WHAT IS EXPECTED
Repeat the records below exactly, beginning at the first line and finishing with the line that contains "given hard dependencies.".

SUPPLIED ENTRIES
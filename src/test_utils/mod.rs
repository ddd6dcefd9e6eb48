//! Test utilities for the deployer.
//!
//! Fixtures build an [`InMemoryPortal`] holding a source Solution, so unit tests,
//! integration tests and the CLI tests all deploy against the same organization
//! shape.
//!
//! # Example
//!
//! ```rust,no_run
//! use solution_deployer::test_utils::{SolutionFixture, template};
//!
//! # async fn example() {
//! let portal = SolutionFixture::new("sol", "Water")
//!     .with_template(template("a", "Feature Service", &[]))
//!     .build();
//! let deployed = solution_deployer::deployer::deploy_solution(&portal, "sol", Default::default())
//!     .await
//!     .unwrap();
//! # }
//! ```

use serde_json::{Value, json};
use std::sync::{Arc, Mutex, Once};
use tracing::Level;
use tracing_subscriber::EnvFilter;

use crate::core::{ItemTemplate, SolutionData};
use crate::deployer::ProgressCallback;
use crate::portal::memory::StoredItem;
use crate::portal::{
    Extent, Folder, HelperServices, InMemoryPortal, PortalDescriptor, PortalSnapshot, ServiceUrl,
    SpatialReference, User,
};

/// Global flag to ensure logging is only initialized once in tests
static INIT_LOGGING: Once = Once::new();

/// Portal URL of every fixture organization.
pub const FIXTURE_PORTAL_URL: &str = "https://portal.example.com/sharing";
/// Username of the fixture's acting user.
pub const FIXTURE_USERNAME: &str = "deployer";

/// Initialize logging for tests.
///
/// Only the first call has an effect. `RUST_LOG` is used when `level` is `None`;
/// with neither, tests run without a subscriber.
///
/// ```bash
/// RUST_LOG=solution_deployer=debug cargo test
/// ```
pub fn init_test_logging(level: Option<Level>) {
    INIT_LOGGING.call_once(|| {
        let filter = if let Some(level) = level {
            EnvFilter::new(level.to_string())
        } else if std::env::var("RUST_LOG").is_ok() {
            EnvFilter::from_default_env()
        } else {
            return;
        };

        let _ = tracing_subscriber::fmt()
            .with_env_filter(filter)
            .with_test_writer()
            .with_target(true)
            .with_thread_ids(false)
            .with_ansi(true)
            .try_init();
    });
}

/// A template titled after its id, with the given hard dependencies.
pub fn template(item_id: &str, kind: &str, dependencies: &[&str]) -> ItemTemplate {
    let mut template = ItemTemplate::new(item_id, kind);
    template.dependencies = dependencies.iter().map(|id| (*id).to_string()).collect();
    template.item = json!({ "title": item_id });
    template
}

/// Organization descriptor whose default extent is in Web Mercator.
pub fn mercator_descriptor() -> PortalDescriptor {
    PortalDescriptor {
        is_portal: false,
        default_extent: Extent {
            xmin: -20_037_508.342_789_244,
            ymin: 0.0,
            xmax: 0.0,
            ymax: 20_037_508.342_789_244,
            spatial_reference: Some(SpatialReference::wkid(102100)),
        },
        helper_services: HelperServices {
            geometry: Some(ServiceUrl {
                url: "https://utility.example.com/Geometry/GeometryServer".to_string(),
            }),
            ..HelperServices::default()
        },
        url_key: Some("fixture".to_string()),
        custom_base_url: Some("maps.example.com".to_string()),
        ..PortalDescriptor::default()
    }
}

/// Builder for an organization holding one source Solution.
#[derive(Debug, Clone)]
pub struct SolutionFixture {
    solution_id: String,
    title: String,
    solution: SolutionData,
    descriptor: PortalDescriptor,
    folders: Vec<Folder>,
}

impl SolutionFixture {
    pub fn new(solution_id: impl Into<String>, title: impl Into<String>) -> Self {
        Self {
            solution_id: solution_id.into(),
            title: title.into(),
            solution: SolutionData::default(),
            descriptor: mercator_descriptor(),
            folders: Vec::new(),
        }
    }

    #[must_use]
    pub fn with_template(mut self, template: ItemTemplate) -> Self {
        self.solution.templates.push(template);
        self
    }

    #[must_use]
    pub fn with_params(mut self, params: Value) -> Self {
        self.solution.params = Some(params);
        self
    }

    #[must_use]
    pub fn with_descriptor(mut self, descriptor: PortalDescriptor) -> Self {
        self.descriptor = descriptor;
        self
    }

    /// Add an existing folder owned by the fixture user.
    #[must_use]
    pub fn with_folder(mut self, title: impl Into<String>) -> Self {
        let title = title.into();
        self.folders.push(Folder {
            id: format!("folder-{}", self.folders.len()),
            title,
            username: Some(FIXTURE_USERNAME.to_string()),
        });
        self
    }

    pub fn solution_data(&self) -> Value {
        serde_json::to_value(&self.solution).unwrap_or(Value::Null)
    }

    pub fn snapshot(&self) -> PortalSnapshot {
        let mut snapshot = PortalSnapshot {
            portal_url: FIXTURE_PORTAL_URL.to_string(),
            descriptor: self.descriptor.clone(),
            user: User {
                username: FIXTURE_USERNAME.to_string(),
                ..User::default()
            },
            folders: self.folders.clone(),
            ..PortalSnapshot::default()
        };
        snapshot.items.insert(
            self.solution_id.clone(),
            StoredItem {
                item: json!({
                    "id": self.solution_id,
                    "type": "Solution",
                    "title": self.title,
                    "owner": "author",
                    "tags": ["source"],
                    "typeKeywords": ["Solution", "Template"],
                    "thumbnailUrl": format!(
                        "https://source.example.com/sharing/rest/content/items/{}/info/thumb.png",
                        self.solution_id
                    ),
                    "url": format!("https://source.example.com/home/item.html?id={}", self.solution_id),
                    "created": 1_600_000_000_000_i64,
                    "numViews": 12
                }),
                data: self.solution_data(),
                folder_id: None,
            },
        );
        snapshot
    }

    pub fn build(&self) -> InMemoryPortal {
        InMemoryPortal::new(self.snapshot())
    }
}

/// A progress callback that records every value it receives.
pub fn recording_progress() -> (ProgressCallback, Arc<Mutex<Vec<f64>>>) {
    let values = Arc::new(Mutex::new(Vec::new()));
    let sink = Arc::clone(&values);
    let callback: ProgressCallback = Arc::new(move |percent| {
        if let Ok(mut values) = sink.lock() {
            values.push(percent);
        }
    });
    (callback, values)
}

RESULT
filename src/test_utils/mod.rs
repository ddd6dcefd9e6eb48
//! Test utilities for the deployer.
//!
//! Fixtures build an [`InMemoryPortal`] holding a source Solution, so unit tests,
//! integration tests and the CLI tests all deploy against the same organization
//! shape.
//!
//! # Example
//!
//! ```rust,no_run
//! use solution_deployer::test_utils::{SolutionFixture, template};
//!
//! # async fn example() {
//! let portal = SolutionFixture::new("sol", "Water")
//!     .with_template(template("a", "Feature Service", &[]))
//!     .build();
//! let deployed = solution_deployer::deployer::deploy_solution(&portal, "sol", Default::default())
//!     .await
//!     .unwrap();
//! # }
//! ```

use serde_json::{Value, json};
use std::sync::{Arc, Mutex, Once};
use tracing::Level;
use tracing_subscriber::EnvFilter;

use crate::core::{ItemTemplate, SolutionData};
use crate::deployer::ProgressCallback;
use crate::portal::memory::StoredItem;
use crate::portal::{
    Extent, Folder, HelperServices, InMemoryPortal, PortalDescriptor, PortalSnapshot, ServiceUrl,
    SpatialReference, User,
};

/// Global flag to ensure logging is only initialized once in tests
static INIT_LOGGING: Once = Once::new();

/// Portal URL of every fixture organization.
pub const FIXTURE_PORTAL_URL: &str = "https://portal.example.com/sharing";
/// Username of the fixture's acting user.
pub const FIXTURE_USERNAME: &str = "deployer";

/// Initialize logging for tests.
///
/// Only the first call has an effect. `RUST_LOG` is used when `level` is `None`;
/// with neither, tests run without a subscriber.
///
/// ```bash
/// RUST_LOG=solution_deployer=debug cargo test
/// ```
pub fn init_test_logging(level: Option<Level>) {
    INIT_LOGGING.call_once(|| {
        let filter = if let Some(level) = level {
            EnvFilter::new(level.to_string())
        } else if std::env::var("RUST_LOG").is_ok() {
            EnvFilter::from_default_env()
        } else {
            return;
        };

        let _ = tracing_subscriber::fmt()
            .with_env_filter(filter)
            .with_test_writer()
            .with_target(true)
            .with_thread_ids(false)
            .with_ansi(true)
            .try_init();
    });
}

/// A template titled after its id, with the given hard dependencies.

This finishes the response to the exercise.